NVIDIA and Intel begin joint chip development after $5 billion stock purchase

NVIDIA has announced a $5 billion investment in Intel, aimed at co-developing custom x86 chips integrated with RTX GPU technology. The partnership marks a historic fusion of two industry giants, one rooted in accelerated computing, the other in foundational CPU architecture.

According to the official press release, NVIDIA will purchase $5 billion in Intel common stock at $23.28 per share, pending regulatory approval. The collaboration spans multiple generations of custom data center and PC products, with Intel designing and manufacturing x86 CPUs and system-on-chips (SoCs) that incorporate NVIDIA’s RTX GPU chiplets.

For data centers, Intel will build NVIDIA-custom x86 CPUs that NVIDIA will integrate into its AI infrastructure platforms. For personal computing, Intel will offer x86 SoCs with embedded RTX GPU chiplets, targeting high-performance PCs that demand seamless CPU-GPU integration.

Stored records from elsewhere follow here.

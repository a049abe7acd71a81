// # Leak Detection
//
// Tracks the handout timestamp of every active session and periodically
// reclaims sessions whose borrowers have held them past the configured
// threshold. The detector makes no decision beyond the age comparison:
// closing a leaked session and repairing the pool's bookkeeping is the
// reclaim callback's job, supplied by the pool at construction.

use std::collections::HashMap;
use std::time::{Duration, Instant};

use futures::future::BoxFuture;
use parking_lot::Mutex;

use crate::error::Result;
use crate::session::{SessionId, SharedSession};

/// Callback that reclaims one leaked session.
///
/// The pool supplies this at construction instead of handing the detector
/// a pool reference, which keeps the back-edge one-way.
pub type ReclaimFn =
    Box<dyn Fn(SharedSession) -> BoxFuture<'static, Result<()>> + Send + Sync>;

struct LeakEntry {
    session: SharedSession,
    checked_out_at: Instant,
}

/// Registry of handed-out sessions with their handout timestamps.
pub struct LeakDetector {
    threshold: Duration,
    reclaim: ReclaimFn,
    entries: Mutex<HashMap<SessionId, LeakEntry>>,
}

impl LeakDetector {
    pub fn new(threshold: Duration, reclaim: ReclaimFn) -> Self {
        Self {
            threshold,
            reclaim,
            entries: Mutex::new(HashMap::new()),
        }
    }

    /// Record the handout timestamp for `session`.
    pub fn register(&self, session: &SharedSession) {
        self.entries.lock().insert(
            SessionId::of(session),
            LeakEntry {
                session: session.clone(),
                checked_out_at: Instant::now(),
            },
        );
    }

    /// Forget `session`. No-op when it was never registered.
    pub fn deregister(&self, session: &SharedSession) {
        self.deregister_id(SessionId::of(session));
    }

    pub(crate) fn deregister_id(&self, id: SessionId) {
        self.entries.lock().remove(&id);
    }

    pub fn is_registered(&self, session: &SharedSession) -> bool {
        self.entries.lock().contains_key(&SessionId::of(session))
    }

    pub fn tracked_count(&self) -> usize {
        self.entries.lock().len()
    }

    /// Reclaim every session held past the threshold.
    ///
    /// Works on a snapshot so registration and release stay unblocked
    /// while reclaim callbacks run. A failing reclaim is logged and the
    /// scan moves on; the failed session is still deregistered, since the
    /// pool has already evicted it from the active set by the time the
    /// callback reports.
    pub async fn scan(&self) {
        let snapshot: Vec<(SessionId, SharedSession, Instant)> = {
            let entries = self.entries.lock();
            entries
                .iter()
                .map(|(id, entry)| (*id, entry.session.clone(), entry.checked_out_at))
                .collect()
        };

        let now = Instant::now();
        let mut expired = Vec::new();

        for (id, session, checked_out_at) in snapshot {
            let age = now.saturating_duration_since(checked_out_at);
            if age <= self.threshold {
                continue;
            }

            tracing::warn!(?age, threshold = ?self.threshold, "reclaiming leaked session");
            if let Err(error) = (self.reclaim)(session).await {
                tracing::warn!(%error, "leak reclamation failed");
            }
            expired.push(id);
        }

        if !expired.is_empty() {
            let mut entries = self.entries.lock();
            for id in expired {
                entries.remove(&id);
            }
        }
    }
}

#[cfg(test)]
mod tests {
    use std::sync::atomic::{AtomicUsize, Ordering};
    use std::sync::Arc;

    use async_trait::async_trait;
    use futures::FutureExt;

    use super::*;
    use crate::error::PoolError;
    use crate::session::Session;

    struct StubSession;

    #[async_trait]
    impl Session for StubSession {
        async fn is_alive(&self, _timeout: Duration) -> Result<bool> {
            Ok(true)
        }

        async fn close(&self) -> Result<()> {
            Ok(())
        }
    }

    fn stub() -> SharedSession {
        Arc::new(StubSession)
    }

    fn counting_reclaim(counter: Arc<AtomicUsize>) -> ReclaimFn {
        Box::new(move |_session| {
            let counter = counter.clone();
            async move {
                counter.fetch_add(1, Ordering::SeqCst);
                Ok(())
            }
            .boxed()
        })
    }

    #[test]
    fn register_and_deregister_round_trip() {
        let detector = LeakDetector::new(
            Duration::from_secs(60),
            counting_reclaim(Arc::new(AtomicUsize::new(0))),
        );
        let session = stub();

        assert!(!detector.is_registered(&session));
        detector.register(&session);
        assert!(detector.is_registered(&session));
        assert_eq!(detector.tracked_count(), 1);

        detector.deregister(&session);
        assert!(!detector.is_registered(&session));

        // Deregistering an unknown session is a no-op.
        detector.deregister(&stub());
        assert_eq!(detector.tracked_count(), 0);
    }

    #[tokio::test]
    async fn scan_reclaims_only_overdue_sessions() {
        let reclaimed = Arc::new(AtomicUsize::new(0));
        let detector = LeakDetector::new(Duration::from_millis(1), counting_reclaim(reclaimed.clone()));

        let overdue = stub();
        detector.register(&overdue);
        tokio::time::sleep(Duration::from_millis(10)).await;

        let fresh = stub();
        detector.register(&fresh);

        detector.scan().await;

        assert_eq!(reclaimed.load(Ordering::SeqCst), 1);
        assert!(!detector.is_registered(&overdue));
        assert!(detector.is_registered(&fresh));
    }

    #[tokio::test]
    async fn failing_reclaim_does_not_skip_other_sessions() {
        let reclaimed = Arc::new(AtomicUsize::new(0));
        let attempts = Arc::new(AtomicUsize::new(0));

        let reclaim: ReclaimFn = {
            let reclaimed = reclaimed.clone();
            let attempts = attempts.clone();
            Box::new(move |_session| {
                let reclaimed = reclaimed.clone();
                let attempts = attempts.clone();
                async move {
                    // First reclamation in the scan fails.
                    if attempts.fetch_add(1, Ordering::SeqCst) == 0 {
                        Err(PoolError::SessionClosed("broken".to_string()))
                    } else {
                        reclaimed.fetch_add(1, Ordering::SeqCst);
                        Ok(())
                    }
                }
                .boxed()
            })
        };

        let detector = LeakDetector::new(Duration::from_millis(1), reclaim);
        detector.register(&stub());
        detector.register(&stub());
        tokio::time::sleep(Duration::from_millis(10)).await;

        detector.scan().await;

        assert_eq!(attempts.load(Ordering::SeqCst), 2);
        assert_eq!(reclaimed.load(Ordering::SeqCst), 1);
        // Both sessions are deregistered, including the failed one.
        assert_eq!(detector.tracked_count(), 0);
    }
}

“This historic collaboration tightly couples NVIDIA’s AI and accelerated computing stack with Intel’s CPUs and the vast x86 ecosystem,” said NVIDIA CEO Jensen Huang. “Together, we will expand our ecosystems and lay the foundation for the next era of computing”.

Intel CEO Lip-Bu Tan echoed the sentiment: “Intel’s leading data center and client computing platforms, combined with our process technology, manufacturing and advanced packaging capabilities, will complement NVIDIA’s AI and accelerated computing leadership to enable new breakthroughs for the industry”.

While the partnership stands on its technical merits, it’s hard to ignore the geopolitical and economic backdrop. Intel recently received a substantial investment from the Trump administration as part of its broader push to bolster domestic semiconductor manufacturing. That funding, aimed at reducing reliance on foreign chipmakers, may have indirectly nudged NVIDIA toward collaboration.

Sources close to the matter suggest that NVIDIA’s investment could be part of a broader negotiation to sidestep import tariffs imposed by the Trump administration on foreign-made semiconductors. By partnering with Intel, whose manufacturing footprint is largely U.S.-based, NVIDIA may gain favorable treatment under current trade policies while aligning itself with national industrial strategy.

This triangulation of corporate strategy, government incentives, and global supply chain dynamics underscores the complexity of today’s tech alliances. It’s not just about silicon, it’s about sovereignty, scale, and survival.

The NVIDIA–Intel partnership signals a new era of modular, AI-optimized computing. By blending Intel’s x86 architecture with NVIDIA’s RTX GPU chiplets, the companies are betting on a future where CPUs and GPUs are no longer siloed, but co-designed for performance, efficiency, and scalability.

For developers, this could mean tighter integration between CUDA and x86 environments. For consumers, it could usher in a wave of PCs that deliver workstation-level performance in mainstream form factors. And for the industry at large, it’s a reminder that collaboration, not competition, is increasingly the path forward in a world defined by AI and accelerated workloads.

That said, Intel’s track record over the past decade raises valid skepticism. The company has repeatedly fumbled key industry inflection points, from missing the mobile revolution to falling behind in cloud server dominance, and has yet to deliver truly innovative silicon that proves it can capitalize on these massive investments. While its manufacturing scale and x86 legacy remain assets, Intel must now demonstrate that it can execute with the agility and vision required to meet the moment. NVIDIA’s $5 billion bet is bold, but it’s also a test of whether Intel can finally convert potential into performance.